Ce n'est pas, au surplus, la première fois que le Gentil est appelé frère dans l'Ecriture. Ce nom est donné dans le Deutéronome[6] aux Edomites [7]. Il est vrai qu'il y avait un lien d'origine entre eux et Israël, mais sans aucune affinité de religion. Or, comme les liens religieux étaient alors incomparablement plus forts que ceux du sang, les Israélites devaient à plus forte raison qualifier de frères ceux qui, tout en n'observant pas les pratiques de la loi mosaïque, en acceptaient du moins les principes fondamentaux, sans se rattacher toutefois à la race, ni à la nationalité israélite. D'autre part, puisque, malgré la différence de religion, on tenait compte aux Edomites de la communauté d'origine, il ne fallait pas un effort d'imagination bien considérable pour remonter à l'idée de parenté primitive de tous les hommes qu'Israël fut peut-être seul à placer au nombre de ses croyances les plus respectables.

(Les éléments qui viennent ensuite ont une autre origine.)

impl<D: Store, T: Store> SessionGuard<D, T> {
    pub fn new(durable: D, tab: T, config: GuardConfig) -> Self {
        let config = config.validated();
        let policy = LockoutPolicy {
            max_attempts: config.max_login_attempts,
            lockout_duration: config.lockout_duration(),
        };
        let fingerprint = config.effective_fingerprint();
        let codec = SessionCodec::for_mode(config.session_encoding, &fingerprint);
        let log = SecurityLog::new(config.security_log_capacity, host_agent());

        Self {
            durable,
            tab,
            credential: Credential::default(),
            config,
            policy,
            codec,
            log,
            timers: Timers::new(),
            pending: Vec::new(),
        }
    }

    /// Replace the built-in admin credential.
    pub fn with_credential(mut self, credential: Credential) -> Self {
        self.credential = credential;
        self
    }

    pub fn config(&self) -> &GuardConfig {
        &self.config
    }

    pub fn policy(&self) -> &LockoutPolicy {
        &self.policy
    }

    pub fn durable(&self) -> &D {
        &self.durable
    }

    pub fn tab(&self) -> &T {
        &self.tab
    }

    pub fn timers(&self) -> &Timers {
        &self.timers
    }

    pub fn login_delay(&self) -> LoginDelay {
        LoginDelay::from_config(&self.config)
    }

    // ------------------------------------------------------------------
    // Lockout
    // ------------------------------------------------------------------

    /// True while a lock is in force. Clears an expired lock as a side effect.
    ///
    /// If attempt state cannot be read or written the guard fails closed.
    pub fn is_locked(&mut self, now: DateTime<Utc>) -> bool {
        match self.active_lock(now) {
            Ok(until) => until.is_some(),
            Err(e) => {
                tracing::error!("LOCK_CHECK_FAILED | error={}", e);
                true
            }
        }
    }

    /// End of the active lock, clearing an expired one.
    fn active_lock(&mut self, now: DateTime<Utc>) -> Result<Option<DateTime<Utc>>, StoreError> {
        let mut state = LoginAttemptState::load(&self.durable)?;
        let Some(until) = state.locked_until(&self.policy) else {
            return Ok(None);
        };
        if self.policy.is_lock_active(&state, now) {
            return Ok(Some(until));
        }

        state.clear(&self.durable)?;
        self.log.record(
            &self.durable,
            SecurityEventKind::LockExpired,
            json!({ "lockedUntil": until.timestamp_millis() }),
            now,
        )?;
        Ok(None)
    }

    pub fn attempt_status(&mut self, now: DateTime<Utc>) -> Result<AttemptStatus, StoreError> {
        let locked_until = self.active_lock(now)?;
        let state = LoginAttemptState::load(&self.durable)?;
        Ok(AttemptStatus {
            failed: state.count,
            remaining: self.policy.remaining(&state),
            locked_until,
        })
    }

    // ------------------------------------------------------------------
    // Login
    // ------------------------------------------------------------------

    /// Evaluate a login attempt at `now`.
    ///
    /// A lock rejects the attempt before the secret is looked at, so a correct
    /// password during a lock still yields [`AttemptError::Locked`].
    pub fn attempt_login(
        &mut self,
        identifier: &str,
        secret: &str,
        now: DateTime<Utc>,
    ) -> Result<Session, AttemptError> {
        if let Some(until) = self.active_lock(now)? {
            tracing::warn!("LOGIN_REJECTED | reason=locked until={}", until.to_rfc3339());
            return Err(AttemptError::Locked {
                retry_after_secs: seconds_until(now, until),
            });
        }

        let mut state = LoginAttemptState::load(&self.durable)?;

        if self.credential.matches(identifier, secret) {
            state.clear(&self.durable)?;
            // Events of an earlier session are stale once a new one starts
            self.pending.clear();
            let session = Session::issue(identifier, now, self.config.session_duration());
            self.store_session(&session)?;
            self.arm_session_timers(&session, now);
            self.log.record(
                &self.durable,
                SecurityEventKind::LoginSuccess,
                json!({ "email": identifier }),
                now,
            )?;
            tracing::info!(
                "SESSION_CREATED | session={} expires={}",
                mask_sensitive(&session.session_id, LOGGED_ID_PREFIX),
                session.expires_at.to_rfc3339()
            );
            return Ok(session);
        }

        state.record_failure(&self.durable, now)?;
        self.log.record(
            &self.durable,
            SecurityEventKind::LoginFailed,
            json!({ "attempts": state.count }),
            now,
        )?;

        if self.policy.is_exhausted(&state) {
            state.lock(&self.durable, now)?;
            self.log
                .record(&self.durable, SecurityEventKind::AccountLocked, json!({}), now)?;
            return Err(AttemptError::LockedNow {
                attempts: state.count,
                retry_after_secs: seconds_until(now, now + self.policy.lockout_duration),
            });
        }

        Err(AttemptError::InvalidCredentials {
            remaining: self.policy.remaining(&state),
        })
    }

    /// [`attempt_login`](Self::attempt_login) after a randomized, non-blocking
    /// delay, evaluated at `clock.now()` once the delay has elapsed.
    pub async fn attempt_login_delayed(
        &mut self,
        identifier: &str,
        secret: &str,
        clock: &impl Clock,
    ) -> Result<Session, AttemptError> {
        let delay = self.login_delay().sample(&mut rand::thread_rng());
        tracing::debug!("LOGIN_DELAY | ms={}", delay.as_millis());
        tokio::time::sleep(delay).await;
        self.attempt_login(identifier, secret, clock.now())
    }

    // ------------------------------------------------------------------
    // Session lifetime
    // ------------------------------------------------------------------

    /// The live session, or `None`. Fires due timers first; an expired or
    /// unreadable record is destroyed.
    pub fn current_session(&mut self, now: DateTime<Utc>) -> Option<Session> {
        self.fire_due(now);

        let raw = match self.tab.get(SESSION_KEY) {
            Ok(Some(raw)) => raw,
            Ok(None) => return None,
            Err(e) => {
                tracing::error!("SESSION_READ_FAILED | error={}", e);
                return None;
            }
        };

        match self.codec.decode(&raw) {
            Ok(session) if session.is_valid_at(now) => Some(session),
            Ok(_) => {
                self.end_session_logged(LogoutReason::Expired, now);
                None
            }
            Err(e) => {
                tracing::warn!("SESSION_DISCARDED | {}", e);
                self.end_session_logged(LogoutReason::Unreadable, now);
                None
            }
        }
    }

    /// Adopt a session left in tab storage (e.g. after a reload) and arm its
    /// timers. Equivalent to [`current_session`](Self::current_session) when
    /// timers are already armed.
    pub fn resume(&mut self, now: DateTime<Utc>) -> Option<Session> {
        let session = self.current_session(now)?;
        if !self.timers.is_armed(TimerKind::Expiry) {
            self.arm_session_timers(&session, now);
            tracing::info!(
                "SESSION_RESUMED | session={} remaining={}",
                mask_sensitive(&session.session_id, LOGGED_ID_PREFIX),
                session.remaining_formatted(now)
            );
        }
        Some(session)
    }

    /// Destroy the session, cancel every timer and drop undelivered events.
    /// Idempotent.
    pub fn logout(&mut self, now: DateTime<Utc>) -> Result<(), StoreError> {
        self.pending.clear();
        self.end_session(LogoutReason::Manual, now)
    }

    /// Push the idle deadline out by the idle window. No-op when logged out.
    pub fn note_activity(&mut self, now: DateTime<Utc>) {
        self.fire_due(now);
        if self.timers.is_armed(TimerKind::Expiry) {
            self.timers.arm(TimerKind::Idle, now + self.config.idle_duration());
        }
    }

    /// Restart the absolute lifetime of the live session from `now`.
    pub fn extend_session(&mut self, now: DateTime<Utc>) -> Result<Option<Session>, AttemptError> {
        let Some(mut session) = self.current_session(now) else {
            return Ok(None);
        };
        session.expires_at = now + self.config.session_duration();
        self.store_session(&session)?;
        self.arm_session_timers(&session, now);
        self.pending
            .retain(|event| !matches!(event, GuardEvent::ExpiryWarning { .. }));
        self.log.record(
            &self.durable,
            SecurityEventKind::SessionExtended,
            json!({ "expiresAt": session.expires_at.timestamp_millis() }),
            now,
        )?;
        Ok(Some(session))
    }

    /// Constant-time check of `token` against the live session's CSRF token.
    pub fn verify_csrf(&mut self, token: &str, now: DateTime<Utc>) -> bool {
        self.current_session(now)
            .map(|session| session.csrf_matches(token))
            .unwrap_or(false)
    }

    pub fn state(&mut self, now: DateTime<Utc>) -> GuardState {
        if let Some(session) = self.current_session(now) {
            return GuardState::LoggedIn {
                expires_at: session.expires_at,
            };
        }
        match self.active_lock(now) {
            Ok(Some(until)) => GuardState::Locked { until },
            Ok(None) => GuardState::LoggedOut,
            Err(e) => {
                tracing::error!("LOCK_CHECK_FAILED | error={}", e);
                GuardState::LoggedOut
            }
        }
    }

    // ------------------------------------------------------------------
    // Timers
    // ------------------------------------------------------------------

    /// Fire due timers and return every transition since the last poll.
    pub fn poll(&mut self, now: DateTime<Utc>) -> Vec<GuardEvent> {
        self.fire_due(now);
        std::mem::take(&mut self.pending)
    }

    /// Earliest armed deadline, for callers that sleep between polls.
    pub fn next_deadline(&self) -> Option<DateTime<Utc>> {
        self.timers.next_deadline()
    }

    fn fire_due(&mut self, now: DateTime<Utc>) {
        let expiry = self.timers.deadline(TimerKind::Expiry);
        for (kind, at) in self.timers.take_due(now) {
            match kind {
                TimerKind::ExpiryWarning => {
                    if let Some(expires_at) = expiry {
                        tracing::info!("SESSION_WARNING | expires={}", expires_at.to_rfc3339());
                        self.pending.push(GuardEvent::ExpiryWarning { expires_at });
                    }
                }
                TimerKind::Expiry => {
                    tracing::info!("SESSION_EXPIRED | deadline={}", at.to_rfc3339());
                    self.end_session_logged(LogoutReason::Expired, now);
                    self.pending.push(GuardEvent::SessionExpired);
                    // Remaining due timers were cancelled with the session.
                    break;
                }
                TimerKind::Idle => {
                    tracing::info!("SESSION_IDLE_TIMEOUT | deadline={}", at.to_rfc3339());
                    self.end_session_logged(LogoutReason::Idle, now);
                    self.pending.push(GuardEvent::IdleTimeout);
                    break;
                }
            }
        }
    }

    fn arm_session_timers(&mut self, session: &Session, now: DateTime<Utc>) {
        self.timers.arm(TimerKind::Expiry, session.expires_at);
        let warn_at = session.expires_at - self.config.expiry_warning_lead();
        if warn_at > now {
            self.timers.arm(TimerKind::ExpiryWarning, warn_at);
        } else {
            self.timers.cancel(TimerKind::ExpiryWarning);
        }
        self.timers.arm(TimerKind::Idle, now + self.config.idle_duration());
    }

    // ------------------------------------------------------------------
    // Storage
    // ------------------------------------------------------------------

    fn store_session(&self, session: &Session) -> Result<(), AttemptError> {
        let encoded = self.codec.encode(session)?;
        self.tab.set(SESSION_KEY, &encoded)?;
        Ok(())
    }

    fn end_session(&mut self, reason: LogoutReason, now: DateTime<Utc>) -> Result<(), StoreError> {
        self.timers.cancel_all();
        let existed = match self.tab.get(SESSION_KEY) {
            Ok(raw) => raw.is_some(),
            Err(e) => {
                tracing::warn!("SESSION_READ_FAILED | during=logout error={}", e);
                true
            }
        };
        self.tab.remove(SESSION_KEY)?;
        if existed {
            self.log.record(
                &self.durable,
                SecurityEventKind::Logout,
                json!({ "reason": reason.as_str() }),
                now,
            )?;
        }
        Ok(())
    }

    fn end_session_logged(&mut self, reason: LogoutReason, now: DateTime<Utc>) {
        if let Err(e) = self.end_session(reason, now) {
            tracing::error!("SESSION_END_FAILED | reason={} error={}", reason.as_str(), e);
        }
    }

    // ------------------------------------------------------------------
    // Security log
    // ------------------------------------------------------------------

    pub fn security_log(&self) -> &SecurityLog {
        &self.log
    }

    pub fn security_events(&self) -> Result<Vec<SecurityEvent>, StoreError> {
        self.log.entries(&self.durable)
    }
}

Nous avons déjà traité ce sujet à propos de la conception du monde d'après le judaïsme qui est celle d'une famille dont le Père commun est dans les cieux et les fils sur la terre, avec un premier-né qui car Israël et nous avons vu que si l'Edomite est appelé frère à cause d'Esaü, Sodome aussi est nommée la sœur de Jérusalem et que d'une manière générale les peuples sont considérés comme les enfants d'une même famille.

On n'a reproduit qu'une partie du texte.